**ACTIVITY:**
What you return must be every line below that includes the word "NaiveDate".

**AVAILABLE DATA:**
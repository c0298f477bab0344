//! Least-squares trend line over elapsed days

use super::types::{ForecastPoint, TrendLabel};
use crate::error::{CostAnalyticsError, CostAnalyticsResult};
use crate::features::stats::mean_or_zero;
use crate::series::CostObservation;
use chrono::{Duration as ChronoDuration, NaiveDate};
use serde::{Deserialize, Serialize};

/// Fitted trend line
#[derive(Debug, Clone, PartialEq, Serialize, Deserialize)]
pub struct LinearTrendModel {
    /// Cost change per day
    pub slope: f64,
    /// Cost at the first training day
    pub intercept: f64,
    /// Day index zero
    pub start_date: NaiveDate,
    /// Last training day
    pub end_date: NaiveDate,
}

impl LinearTrendModel {
    /// Fit on date-ordered daily totals
    pub fn fit(daily: &[CostObservation]) -> CostAnalyticsResult<Self> {
        let (first, last) = match (daily.first(), daily.last()) {
            (Some(first), Some(last)) if daily.len() >= 2 => (first, last),
            _ => {
                return Err(CostAnalyticsError::InsufficientData {
                    required: 2,
                    actual: daily.len(),
                })
            }
        };

        let x: Vec<f64> = daily
            .iter()
            .map(|o| (o.date - first.date).num_days() as f64)
            .collect();
        let y: Vec<f64> = daily.iter().map(|o| o.cost).collect();

        let x_mean = mean_or_zero(&x);
        let y_mean = mean_or_zero(&y);
        let (covariance, variance) = x.iter().zip(&y).fold((0.0, 0.0), |(cov, var), (xi, yi)| {
            (cov + (xi - x_mean) * (yi - y_mean), var + (xi - x_mean).powi(2))
        });

        if variance <= 0.0 {
            return Err(CostAnalyticsError::CalculationError {
                details: "trend fit needs at least two distinct days".to_string(),
            });
        }

        let slope = covariance / variance;
        Ok(Self {
            slope,
            intercept: y_mean - slope * x_mean,
            start_date: first.date,
            end_date: last.date,
        })
    }

    /// Prediction for a day, floored at zero
    pub fn predict_at(&self, date: NaiveDate) -> f64 {
        let x = (date - self.start_date).num_days() as f64;
        (self.intercept + self.slope * x).max(0.0)
    }

    /// Extrapolate `periods` days past the training range with a symmetric band
    pub fn forecast(&self, periods: usize, band: f64) -> Vec<ForecastPoint> {
        let trend = if self.slope > 0.0 {
            TrendLabel::Increasing
        } else {
            TrendLabel::Decreasing
        };

        (1..=periods)
            .map(|step| {
                let date = self.end_date + ChronoDuration::days(step as i64);
                let predicted = self.predict_at(date);
                ForecastPoint {
                    date,
                    predicted_cost: predicted,
                    confidence_lower: (predicted * (1.0 - band)).max(0.0),
                    confidence_upper: predicted * (1.0 + band),
                    trend,
                }
            })
            .collect()
    }
}
//! Isolation-forest anomaly detector over daily cost features

use super::isolation_forest::IsolationForest;
use super::scaler::StandardScaler;
use super::types::{AnomalyRecord, AnomalySeverity, AnomalyType, TrainingSummary};
use crate::config::AnomalyDetectorConfig;
use crate::error::{CostAnalyticsError, CostAnalyticsResult};
use crate::features::prepare_anomaly_feature_matrix;
use crate::model::{ModelKind, ModelMetadata};
use crate::series::CostObservation;
use serde::{Deserialize, Serialize};
use std::path::Path;
use tracing::{debug, info};

/// Current persisted bundle layout
pub const SNAPSHOT_VERSION: u32 = 1;

/// Parameters produced by one training run
#[derive(Debug, Clone, PartialEq, Serialize, Deserialize)]
struct FittedDetector {
    scaler: StandardScaler,
    forest: IsolationForest,
    metadata: ModelMetadata,
}

/// Persisted form of a trained detector
#[derive(Debug, Clone, PartialEq, Serialize, Deserialize)]
pub struct DetectorSnapshot {
    /// Bundle layout version
    pub format_version: u32,
    /// Configuration the detector was built with
    pub config: AnomalyDetectorConfig,
    /// Frozen standardization statistics
    pub scaler: StandardScaler,
    /// Fitted ensemble
    pub forest: IsolationForest,
    /// Training metadata, including feature names
    pub metadata: ModelMetadata,
}

/// Cost anomaly detector
#[derive(Debug, Clone)]
pub struct CostAnomalyDetector {
    config: AnomalyDetectorConfig,
    fitted: Option<FittedDetector>,
}

impl Default for CostAnomalyDetector {
    fn default() -> Self {
        Self::new(AnomalyDetectorConfig::default())
    }
}

impl CostAnomalyDetector {
    /// Create an untrained detector
    pub fn new(config: AnomalyDetectorConfig) -> Self {
        Self {
            config,
            fitted: None,
        }
    }

    /// Detector configuration
    pub fn config(&self) -> &AnomalyDetectorConfig {
        &self.config
    }

    /// Whether `train` or `load` has succeeded
    pub fn is_trained(&self) -> bool {
        self.fitted.is_some()
    }

    /// Metadata of the current model
    pub fn metadata(&self) -> Option<&ModelMetadata> {
        self.fitted.as_ref().map(|f| &f.metadata)
    }

    /// Train over the trailing `lookback_days` of the series.
    ///
    /// On failure the previously trained parameters stay in place.
    pub fn train(
        &mut self,
        observations: &[CostObservation],
        lookback_days: u32,
    ) -> CostAnalyticsResult<TrainingSummary> {
        let required = self.config.min_training_samples;
        if observations.len() < required {
            return Err(CostAnalyticsError::InsufficientData {
                required,
                actual: observations.len(),
            });
        }

        let matrix = prepare_anomaly_feature_matrix(observations, lookback_days)?;
        if matrix.len() < required {
            return Err(CostAnalyticsError::InsufficientData {
                required,
                actual: matrix.len(),
            });
        }

        let scaler = StandardScaler::fit(&matrix.rows)?;
        let scaled = scaler.transform(&matrix.rows)?;
        let forest = IsolationForest::fit(&scaled, self.config.forest_params())?;

        let anomalies_detected = forest.predict(&scaled)?.into_iter().filter(|&v| v).count();
        let metadata = ModelMetadata::new(
            ModelKind::AnomalyDetector,
            matrix.feature_names(),
            matrix.len(),
        );

        let summary = TrainingSummary {
            model_id: metadata.model_id,
            samples: matrix.len(),
            anomalies_detected,
            anomaly_rate: anomalies_detected as f64 / matrix.len() as f64,
            trained_at: metadata.trained_at,
        };

        info!(
            model_id = %summary.model_id,
            samples = summary.samples,
            anomalies = summary.anomalies_detected,
            lookback_days,
            "Trained cost anomaly detector"
        );

        self.fitted = Some(FittedDetector {
            scaler,
            forest,
            metadata,
        });
        Ok(summary)
    }

    /// Train with the configured lookback window
    pub fn train_default(
        &mut self,
        observations: &[CostObservation],
    ) -> CostAnalyticsResult<TrainingSummary> {
        self.train(observations, self.config.lookback_days)
    }

    /// Score the trailing detection window and return the flagged days.
    ///
    /// A day is flagged when the ensemble votes it an outlier or its score is
    /// below `score_threshold`.
    pub fn detect(
        &self,
        observations: &[CostObservation],
        score_threshold: f64,
    ) -> CostAnalyticsResult<Vec<AnomalyRecord>> {
        let fitted = self
            .fitted
            .as_ref()
            .ok_or_else(|| CostAnalyticsError::not_trained(ModelKind::AnomalyDetector.to_string()))?;

        let matrix = prepare_anomaly_feature_matrix(observations, self.config.detection_window_days)?;
        if matrix.is_empty() {
            return Ok(Vec::new());
        }

        let scaled = fitted.scaler.transform(&matrix.rows)?;
        let scores = fitted.forest.decision_function(&scaled)?;

        let records: Vec<AnomalyRecord> = matrix
            .features
            .iter()
            .zip(scores)
            .filter(|(_, score)| *score < 0.0 || *score < score_threshold)
            .map(|(features, score)| AnomalyRecord {
                date: features.date,
                cost: features.daily_cost,
                anomaly_score: score,
                pct_change: features.pct_change,
                anomaly_type: AnomalyType::from_pct_change(features.pct_change),
                severity: AnomalySeverity::classify(score, features.pct_change),
            })
            .collect();

        info!(
            model_id = %fitted.metadata.model_id,
            rows = matrix.len(),
            anomalies = records.len(),
            "Ran cost anomaly detection"
        );
        Ok(records)
    }

    /// Detect with the configured score threshold
    pub fn detect_default(
        &self,
        observations: &[CostObservation],
    ) -> CostAnalyticsResult<Vec<AnomalyRecord>> {
        self.detect(observations, self.config.score_threshold)
    }

    /// Snapshot of the trained state
    pub fn snapshot(&self) -> CostAnalyticsResult<DetectorSnapshot> {
        let fitted = self
            .fitted
            .as_ref()
            .ok_or_else(|| CostAnalyticsError::not_trained(ModelKind::AnomalyDetector.to_string()))?;

        Ok(DetectorSnapshot {
            format_version: SNAPSHOT_VERSION,
            config: self.config.clone(),
            scaler: fitted.scaler.clone(),
            forest: fitted.forest.clone(),
            metadata: fitted.metadata.clone(),
        })
    }

    /// Rebuild a detector from a snapshot
    pub fn from_snapshot(snapshot: DetectorSnapshot) -> CostAnalyticsResult<Self> {
        if snapshot.format_version != SNAPSHOT_VERSION {
            return Err(CostAnalyticsError::SnapshotVersion {
                found: snapshot.format_version,
                expected: SNAPSHOT_VERSION,
            });
        }
        if snapshot.scaler.n_features() != snapshot.metadata.feature_names.len() {
            return Err(CostAnalyticsError::CalculationError {
                details: format!(
                    "snapshot scaler has {} features but metadata lists {}",
                    snapshot.scaler.n_features(),
                    snapshot.metadata.feature_names.len()
                ),
            });
        }

        Ok(Self {
            config: snapshot.config,
            fitted: Some(FittedDetector {
                scaler: snapshot.scaler,
                forest: snapshot.forest,
                metadata: snapshot.metadata,
            }),
        })
    }

    /// Serialize the trained state to JSON bytes
    pub fn save(&self) -> CostAnalyticsResult<Vec<u8>> {
        let bytes = serde_json::to_vec(&self.snapshot()?)?;
        debug!(bytes = bytes.len(), "Serialized anomaly detector");
        Ok(bytes)
    }

    /// Restore a detector saved with [`save`](Self::save)
    pub fn load(bytes: &[u8]) -> CostAnalyticsResult<Self> {
        let snapshot: DetectorSnapshot = serde_json::from_slice(bytes)?;
        Self::from_snapshot(snapshot)
    }

    /// Write the trained state to a file
    pub fn save_to_path(&self, path: impl AsRef<Path>) -> CostAnalyticsResult<()> {
        std::fs::write(path.as_ref(), self.save()?)?;
        info!(path = %path.as_ref().display(), "Saved anomaly detector");
        Ok(())
    }

    /// Read a detector written with [`save_to_path`](Self::save_to_path)
    pub fn load_from_path(path: impl AsRef<Path>) -> CostAnalyticsResult<Self> {
        let bytes = std::fs::read(path.as_ref())?;
        let detector = Self::load(&bytes)?;
        info!(path = %path.as_ref().display(), "Loaded anomaly detector");
        Ok(detector)
    }
}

**ANSWER SPACE:**
use chrono::{Duration as ChronoDuration, NaiveDate};
    pub start_date: NaiveDate,
    pub end_date: NaiveDate,
    pub fn predict_at(&self, date: NaiveDate) -> f64 {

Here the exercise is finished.